Intuitive, simple language syntax
KSE features its own intuitive english-like syntax for its’ rule sets that is ubiquitous across platforms. In this way, even a windows admin can push out a security rule across zones to Linux, or Unix, etc., nodes protected by KSE without having to be a programming guru for other OS platforms.
On being KSE
Security is hard, but this post isn’t a discussion of the philosophical or existential views on the life choices of a security officer, despite the play on the title.
However, one no longer needs to shoulder all the weight and burden from being one who has been delegated the responsibility of security, or who has to be more aware and vigilant about it because those around him are not. KSE can lighten the load.
This series about KSE for Linux security has been simply to inform of a more user-friendly and manageable alternative to high level Linux security to give you control over the things you need to control in your environment. Preventing unauthorized tampering both at the system level and at the operational user privilege level is needed to take control your risk levels. Put KSE trusted computing where you need to know exactly what the risk is. The single greatest benefit of this level of security and control is, there are no nasty surprises. You won’t be continually having to put out fires!
Not Just for Linux Actually
You should know that KSE isn’t limited to Linux either. It’s not one size fits all, but KSE is OS agnostic. It’s just that this informal series has been driven by Linux security, and Trustifier Labs really knows Linux.

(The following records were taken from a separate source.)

#[cfg(test)]
mod tests {
    use super::*;
    use crate::ids::UserId;
    use crate::schema::Section;

    fn open_store(dir: &tempfile::TempDir) -> DocumentStore {
        DocumentStore::open(StoreConfig::for_testing(dir.path().join("db"))).unwrap()
    }

    fn report() -> ReportDocument {
        ReportDocument::new("Inventory count observation")
            .with_field("client", "Northwind")
            .with_section(Section::new("s1", "Procedures", "Test counts at two sites."))
    }

    fn comment(text: &str) -> NewComment {
        NewComment {
            author: UserId::from("alice"),
            author_name: "Alice".into(),
            text: text.into(),
            position: None,
        }
    }

    #[test]
    fn test_store_open_close() {
        let dir = tempfile::tempdir().unwrap();
        let store = open_store(&dir);
        assert!(store.path().exists());
    }

    #[test]
    fn test_save_load_document() {
        let dir = tempfile::tempdir().unwrap();
        let store = open_store(&dir);
        let doc = DocumentId::from("D1");
        let replica = b"replica bytes that are long enough to be worth compressing".to_vec();

        let meta = store.save_document(&doc, &replica, &report()).unwrap();
        assert_eq!(meta.version, 1);
        assert_eq!(meta.replica_size, replica.len() as u64);

        let loaded = store.load_document(&doc).unwrap();
        assert_eq!(loaded.binary_replica, Some(replica));
        assert_eq!(loaded.plain_snapshot, Some(report()));
    }

    #[test]
    fn test_load_missing_document() {
        let dir = tempfile::tempdir().unwrap();
        let store = open_store(&dir);
        let loaded = store.load_document(&DocumentId::from("nope")).unwrap();
        assert_eq!(loaded, PersistedDocument::default());
        assert!(matches!(
            store.load_metadata(&DocumentId::from("nope")),
            Err(StoreError::NotFound(_))
        ));
    }

    #[test]
    fn test_snapshot_only_document() {
        let dir = tempfile::tempdir().unwrap();
        let store = open_store(&dir);
        let doc = DocumentId::from("imported");
        store.put_snapshot(&doc, &report()).unwrap();

        let loaded = store.load_document(&doc).unwrap();
        assert!(loaded.binary_replica.is_none());
        assert_eq!(loaded.plain_snapshot, Some(report()));
    }

    #[test]
    fn test_version_increments_per_save() {
        let dir = tempfile::tempdir().unwrap();
        let store = open_store(&dir);
        let doc = DocumentId::from("D1");
        for _ in 0..3 {
            store.save_document(&doc, b"x", &report()).unwrap();
        }
        let meta = store.load_metadata(&doc).unwrap();
        assert_eq!(meta.version, 3);
        assert!(meta.updated_at >= meta.created_at);
    }

    #[test]
    fn test_list_and_delete_documents() {
        let dir = tempfile::tempdir().unwrap();
        let store = open_store(&dir);
        let ids = ["a", "b", "c"].map(DocumentId::from);
        for id in &ids {
            store.save_document(id, b"state", &report()).unwrap();
        }
        store.append_comment(&ids[1], &CommentRecord::new(ids[1].clone(), comment("x"), 1)).unwrap();

        let listed = store.list_documents().unwrap();
        assert_eq!(listed.len(), 3);

        store.delete_document(&ids[1]).unwrap();
        assert!(!store.document_exists(&ids[1]).unwrap());
        assert!(store.comments(&ids[1]).unwrap().is_empty());
        assert!(store.document_exists(&ids[0]).unwrap());
    }

    #[test]
    fn test_comments_isolated_per_document() {
        let dir = tempfile::tempdir().unwrap();
        let store = open_store(&dir);
        let a = DocumentId::from("doc");
        // "doc\0" must not be confused with a document named "doc2"
        let b = DocumentId::from("doc2");

        for text in ["first", "second"] {
            store.append_comment(&a, &CommentRecord::new(a.clone(), comment(text), 1)).unwrap();
        }
        store.append_comment(&b, &CommentRecord::new(b.clone(), comment("other"), 1)).unwrap();

        let texts: Vec<String> = store.comments(&a).unwrap().into_iter().map(|c| c.text).collect();
        assert_eq!(texts, vec!["first", "second"]);
        assert_eq!(store.comments(&b).unwrap().len(), 1);
        assert_eq!(store.load_metadata(&a).unwrap().comment_count, 2);
    }

    #[test]
    fn test_comment_sequence_recovery() {
        let dir = tempfile::tempdir().unwrap();
        let doc = DocumentId::from("D1");
        {
            let store = open_store(&dir);
            for _ in 0..3 {
                store.append_comment(&doc, &CommentRecord::new(doc.clone(), comment("c"), 1)).unwrap();
            }
        }
        let store = open_store(&dir);
        let seq = store
            .append_comment(&doc, &CommentRecord::new(doc.clone(), comment("after restart"), 1))
            .unwrap();
        assert_eq!(seq, 3);
        assert_eq!(store.comments(&doc).unwrap().len(), 4);
    }

    #[tokio::test]
    async fn test_gateway_roundtrip() {
        let dir = tempfile::tempdir().unwrap();
        let gateway = RocksGateway::open(StoreConfig::for_testing(dir.path().join("db"))).unwrap();
        let doc = DocumentId::from("D1");

        gateway.save(&doc, vec![0, 0], report()).await.unwrap();
        let loaded = gateway.load(&doc).await.unwrap();
        assert_eq!(loaded.binary_replica, Some(vec![0, 0]));
        assert_eq!(loaded.plain_snapshot, Some(report()));

        let record = gateway.record(&doc, comment("Tie out to ledger")).await.unwrap();
        assert_eq!(gateway.store().comments(&doc).unwrap(), vec![record]);
    }

    #[test]
    fn test_store_error_display() {
        let err = StoreError::NotFound(DocumentId::from("D9"));
        assert!(err.to_string().contains("not found"));

        let err = StoreError::DatabaseError("test".into());
        assert!(err.to_string().contains("Database error"));
    }
}
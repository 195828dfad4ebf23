//! Per-document CRDT replicas.
//!
//! The [`ReplicaStore`] keeps one Yrs [`Doc`] per open document. Replicas are
//! materialized on first use from whatever the [`PersistenceGateway`] holds and
//! stay resident until the session layer releases them.
//!
//! Cold start order:
//! 1. binary replica (Yrs v1 update), if present and decodable
//! 2. plain snapshot, rebuilt through the typed converter in [`crate::schema`]
//! 3. an empty document
//!
//! None of these steps is fatal; a failed step is logged and the next one is
//! tried.

use std::collections::HashMap;
use std::fmt;
use std::sync::Arc;

use log::{debug, info, warn};
use tokio::sync::RwLock;
use yrs::updates::decoder::Decode;
use yrs::updates::encoder::Encode;
use yrs::{Doc, ReadTxn, StateVector, Transact, Update};

use crate::ids::DocumentId;
use crate::schema::{self, ReportDocument};
use crate::storage::{PersistedDocument, PersistenceGateway};

/// Where a delta came from, relative to this process.
#[derive(Debug, Clone, Copy, PartialEq, Eq)]
pub enum Origin {
    /// Submitted by a client connected to this process.
    Local,
    /// Already merged here; being passed on to other replicas.
    Remote,
}

/// Yrs v1 update bytes tagged with their origin.
#[derive(Debug, Clone, PartialEq, Eq)]
pub struct Delta {
    pub payload: Vec<u8>,
    pub origin: Origin,
}

impl Delta {
    pub fn local(payload: Vec<u8>) -> Self {
        Self {
            payload,
            origin: Origin::Local,
        }
    }

    pub fn remote(payload: Vec<u8>) -> Self {
        Self {
            payload,
            origin: Origin::Remote,
        }
    }
}

/// Receives deltas that were merged locally and must reach other replicas.
pub trait DeltaSink: Send + Sync {
    fn forward(&self, document_id: &DocumentId, delta: Delta);
}

/// Replica errors.
#[derive(Debug, Clone, PartialEq)]
pub enum ReplicaError {
    /// Delta bytes could not be decoded or applied
    MalformedDelta(String),
    /// Operation on a document that has no resident replica
    NotResident(DocumentId),
    /// Remote state vector could not be decoded
    MalformedStateVector(String),
}

impl fmt::Display for ReplicaError {
    fn fmt(&self, f: &mut fmt::Formatter<'_>) -> fmt::Result {
        match self {
            Self::MalformedDelta(e) => write!(f, "Malformed delta: {e}"),
            Self::NotResident(id) => write!(f, "Document not resident: {id}"),
            Self::MalformedStateVector(e) => write!(f, "Malformed state vector: {e}"),
        }
    }
}

impl std::error::Error for ReplicaError {}

/// One document's CRDT state.
pub struct Replica {
    doc: Doc,
}

impl Replica {
    pub fn empty() -> Self {
        Self { doc: Doc::new() }
    }

    /// Materialize a replica from a full-state update.
    pub fn from_update(bytes: &[u8]) -> Result<Self, ReplicaError> {
        let replica = Self::empty();
        replica.apply(bytes)?;
        Ok(replica)
    }

    /// Build a replica whose projection equals `content`.
    pub fn from_content(content: &ReportDocument) -> Self {
        let replica = Self::empty();
        {
            let mut txn = replica.doc.transact_mut();
            schema::write_report(&mut txn, content);
        }
        replica
    }

    /// Merge a delta. Merging the same delta twice is a no-op.
    pub fn apply(&self, delta: &[u8]) -> Result<(), ReplicaError> {
        let update =
            Update::decode_v1(delta).map_err(|e| ReplicaError::MalformedDelta(e.to_string()))?;
        let mut txn = self.doc.transact_mut();
        txn.apply_update(update)
            .map_err(|e| ReplicaError::MalformedDelta(e.to_string()))
    }

    /// Full state encoded as a single update.
    pub fn encode_state(&self) -> Vec<u8> {
        self.doc
            .transact()
            .encode_state_as_update_v1(&StateVector::default())
    }

    pub fn state_vector(&self) -> Vec<u8> {
        self.doc.transact().state_vector().encode_v1()
    }

    /// True until the replica has incorporated at least one change.
    pub fn is_empty(&self) -> bool {
        self.doc.transact().state_vector().is_empty()
    }

    /// Everything this replica has that a peer at `remote_state_vector` lacks.
    pub fn diff(&self, remote_state_vector: &[u8]) -> Result<Vec<u8>, ReplicaError> {
        let remote = StateVector::decode_v1(remote_state_vector)
            .map_err(|e| ReplicaError::MalformedStateVector(e.to_string()))?;
        Ok(self.doc.transact().encode_diff_v1(&remote))
    }

    pub fn content(&self) -> ReportDocument {
        schema::read_report(&self.doc.transact())
    }

    pub fn doc(&self) -> &Doc {
        &self.doc
    }

    fn materialize(document_id: &DocumentId, persisted: PersistedDocument) -> Self {
        if let Some(bytes) = persisted.binary_replica.filter(|b| !b.is_empty()) {
            match Self::from_update(&bytes) {
                Ok(replica) => return replica,
                Err(e) => warn!(
                    "Stored replica of {document_id} is unreadable ({e}), falling back to snapshot"
                ),
            }
        }
        match persisted.plain_snapshot {
            Some(snapshot) => {
                info!("Rebuilding {document_id} from plain snapshot");
                Self::from_content(&snapshot)
            }
            None => Self::empty(),
        }
    }
}

/// Registry of resident replicas, keyed by document id.
pub struct ReplicaStore {
    replicas: RwLock<HashMap<DocumentId, Arc<Replica>>>,
    gateway: Arc<dyn PersistenceGateway>,
}

impl ReplicaStore {
    pub fn new(gateway: Arc<dyn PersistenceGateway>) -> Self {
        Self {
            replicas: RwLock::new(HashMap::new()),
            gateway,
        }
    }

    /// Return the resident replica, loading it through the gateway if needed.
    pub async fn obtain(&self, document_id: &DocumentId) -> Arc<Replica> {
        if let Some(replica) = self.replicas.read().await.get(document_id) {
            return replica.clone();
        }

        let replica = match self.gateway.load(document_id).await {
            Ok(persisted) => Replica::materialize(document_id, persisted),
            Err(e) => {
                warn!("Loading {document_id} failed ({e}), starting from an empty document");
                Replica::empty()
            }
        };

        let mut replicas = self.replicas.write().await;
        let replica = replicas
            .entry(document_id.clone())
            .or_insert_with(|| Arc::new(replica))
            .clone();
        info!("Document {document_id} resident ({} open)", replicas.len());
        replica
    }

    /// Merge a client delta and hand it, tagged [`Origin::Remote`], to `sink`.
    ///
    /// Nothing is forwarded when the delta does not merge.
    pub async fn apply_local(
        &self,
        document_id: &DocumentId,
        payload: Vec<u8>,
        sink: &dyn DeltaSink,
    ) -> Result<(), ReplicaError> {
        let replica = self.resident(document_id).await?;
        replica.apply(&payload)?;
        debug!("Merged {} byte delta into {document_id}", payload.len());
        sink.forward(document_id, Delta::remote(payload));
        Ok(())
    }

    /// Merge a delta without forwarding it anywhere.
    pub async fn apply_remote(
        &self,
        document_id: &DocumentId,
        payload: &[u8],
    ) -> Result<(), ReplicaError> {
        self.resident(document_id).await?.apply(payload)
    }

    /// Full state, or `None` for a document without any changes.
    pub async fn snapshot(&self, document_id: &DocumentId) -> Result<Option<Vec<u8>>, ReplicaError> {
        let replica = self.resident(document_id).await?;
        if replica.is_empty() {
            return Ok(None);
        }
        Ok(Some(replica.encode_state()))
    }

    pub async fn state_vector(&self, document_id: &DocumentId) -> Result<Vec<u8>, ReplicaError> {
        Ok(self.resident(document_id).await?.state_vector())
    }

    pub async fn diff(
        &self,
        document_id: &DocumentId,
        remote_state_vector: &[u8],
    ) -> Result<Vec<u8>, ReplicaError> {
        self.resident(document_id).await?.diff(remote_state_vector)
    }

    pub async fn content(&self, document_id: &DocumentId) -> Result<ReportDocument, ReplicaError> {
        Ok(self.resident(document_id).await?.content())
    }

    /// Evict a replica. Returns whether it was resident.
    pub async fn release(&self, document_id: &DocumentId) -> bool {
        let removed = self.replicas.write().await.remove(document_id).is_some();
        if removed {
            info!("Document {document_id} released");
        }
        removed
    }

    pub async fn replica(&self, document_id: &DocumentId) -> Option<Arc<Replica>> {
        self.replicas.read().await.get(document_id).cloned()
    }

    pub async fn is_resident(&self, document_id: &DocumentId) -> bool {
        self.replicas.read().await.contains_key(document_id)
    }

    pub async fn resident_count(&self) -> usize {
        self.replicas.read().await.len()
    }

    async fn resident(&self, document_id: &DocumentId) -> Result<Arc<Replica>, ReplicaError> {
        self.replica(document_id)
            .await
            .ok_or_else(|| ReplicaError::NotResident(document_id.clone()))
    }
}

The other thing to know, is that the next evolution of KSE is about to roll with the release of the TUX (Trustifier User eXpectation) GUI. We’re bringing unprecedented levels of automation to the implementation of trusted computing. Trusted computing and simplicity are usually not mentioned together in a sentence, I know, but you will want to watch for it.
TUX is an evolution in both software and GUIs. It will be transcending.